From one of the best restaurant in Calais, to one of the most disappointing food experiences. EVER. That's saying a lot, especially since I'm usually easily pleased with whatever's placed before me. Ok, now you've read the verdict, you can skip this post if you want to. Or, you could read on to find out why...
To begin from the beginning - Manbacon and I, together with his colleague J, went over to Dunkirk and Calais for a daytrip last Saturday, with the intention of stuffing our faces with fine French food and returning home with plenty of wine and cheese in the boot. We detoured to Calais in the hope of enjoying a late lunch/early dinner at Histoire Ancienne. It was, unfortunately, closed at that time of the day (around 4pm, I think), like most of the other restaurants around the town centre. We wandered around for a while, until the guys spotted a crowd of people seated outside Le Centaure, and decided to eat there.
|Fish and chips|
The next warning sign came when the fish and chips arrived - huge plate, but a tiny piece of battered fish clinging sadly on to the side. Well, quality over quantity, as they say (and we thought). However, that old adage proved untrue in this case - quality AND quantity were both lacking. In fact, J said that the fish tasted like the chef had purchased some frozen fish from Iceland (the supermarket, not the country) and quickly defrosted it.
Eagle-eyed readers may also notice some strawberries lurking among the salad leaves. What's all that about?
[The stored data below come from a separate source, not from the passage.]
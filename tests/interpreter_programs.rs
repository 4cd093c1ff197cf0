use swarmforge::config::InterpreterConfig;
use swarmforge::push::{Atom, Code, Instruction, Interpreter, NoSwarm, Program};

enum Token {
    I(i32),
    F(f32),
    Op(&'static str),
}

fn program(tokens: Vec<Token>) -> Program {
    Program::new(
        tokens
            .into_iter()
            .map(|t| match t {
                Token::I(v) => Code::Atom(Atom::Int(v)),
                Token::F(v) => Code::Atom(Atom::Float(v)),
                Token::Op(name) => Code::Atom(Atom::Instruction(Instruction::from_name(name).unwrap())),
            })
            .collect(),
    )
}

fn interpreter() -> Interpreter {
    Interpreter::new(&InterpreterConfig::default(), 3)
}

#[test]
fn test_floats_to_vector_and_back() {
    use Token::*;
    let mut ip = interpreter();
    ip.execute(
        &program(vec![F(1.5), F(-2.0), Op("vector.fromfloats"), Op("vector.tofloats")]),
        100,
        &NoSwarm,
    );
    let floats: Vec<f32> = ip.stacks().float.iter().copied().collect();
    assert_eq!(floats, vec![1.5, -2.0]);
    assert!(ip.stacks().vector.is_empty());
}

#[test]
fn test_round_trip_leaves_deeper_floats_alone() {
    use Token::*;
    let mut ip = interpreter();
    ip.execute(
        &program(vec![F(7.0), F(8.0), F(1.5), F(-2.0), Op("vector.fromfloats")]),
        100,
        &NoSwarm,
    );
    let floats: Vec<f32> = ip.stacks().float.iter().copied().collect();
    assert_eq!(floats, vec![7.0, 8.0]);
    assert_eq!(ip.stacks().vector.top(), Some(&vec![1.5, -2.0]));

    ip.execute(&program(vec![Op("vector.tofloats")]), 100, &NoSwarm);
    let floats: Vec<f32> = ip.stacks().float.iter().copied().collect();
    assert_eq!(floats, vec![7.0, 8.0, 1.5, -2.0]);
    assert!(ip.stacks().vector.is_empty());
}

#[test]
fn test_overflowing_scale_clamps_to_max() {
    use Token::*;
    let mut ip = interpreter();
    ip.execute(
        &program(vec![F(3e38), F(-3e38), Op("vector.fromfloats"), F(10.0), Op("vector.scalar*")]),
        100,
        &NoSwarm,
    );
    assert_eq!(ip.stacks().vector.top(), Some(&vec![f32::MAX, 1.0 - f32::MAX]));
}

#[test]
fn test_negative_component_index_wraps() {
    use Token::*;
    let mut ip = interpreter();
    ip.execute(
        &program(vec![F(1.0), F(2.0), Op("vector.fromfloats"), I(-1), Op("vector.get")]),
        100,
        &NoSwarm,
    );
    assert_eq!(ip.stacks().float.top(), Some(&2.0));
    assert_eq!(ip.stacks().vector.len(), 1);
}

#[test]
fn test_missing_operands_leave_stacks_untouched() {
    use Token::*;
    let mut ip = interpreter();
    ip.execute(&program(vec![F(4.0), Op("vector.fromfloats"), Op("integer.+")]), 100, &NoSwarm);
    assert_eq!(ip.stacks().float.len(), 1);
    assert!(ip.stacks().vector.is_empty());
    assert!(ip.stacks().int.is_empty());
}

#[test]
fn test_infinite_loop_stops_at_step_limit() {
    use Token::*;
    let mut ip = interpreter();
    let steps = ip.execute(&program(vec![Op("exec.y"), I(1)]), 50, &NoSwarm);
    assert_eq!(steps, 50);
    assert!(!ip.stacks().exec.is_empty());
}
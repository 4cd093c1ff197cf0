pub mod starts;
pub mod swarm;
pub mod trajectory;

pub use starts::StartPoints;
pub use swarm::{Evaluation, Member, RunOutcome, SwarmEvaluator};
pub use trajectory::{behavioural_distance, Trajectory};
The tongue-twisting potjevleesch arrived on another large plate, tantalising glimpses of meat and aspic peeking through the mountain of chips. It looked good. Until Manbacon pushed aside the chips to reveal...a whole lot of chicken and no other types of meat. Which was not at all what was promised on their menu - and not at all what potjevleesch is - a terrine-like dish with three or four different kinds of meat. Three or four? Nope, only one here...I think the chef may need some lessons in counting. Cold, aspic-covered chicken was just not mindblowing enough for any of us to forget that they had left out the other promised meats.
My salmon ravioli arrived with little mussels, as well as a little physalis berry sitting on top. The ravioli tasted like it came from a supermarket packet - tough dough, filled with a generically pinkish paste inside. Just generally unexciting. I passed most of it off onto the boys.
I wonder now if the kitchen had just purchased most of the items from a supermarket, and just heated everything up when the orders came through? It certainly tasted that way. The whole meal was less than mediocre, and certainly left us walking away feeling grumpy and disappointed.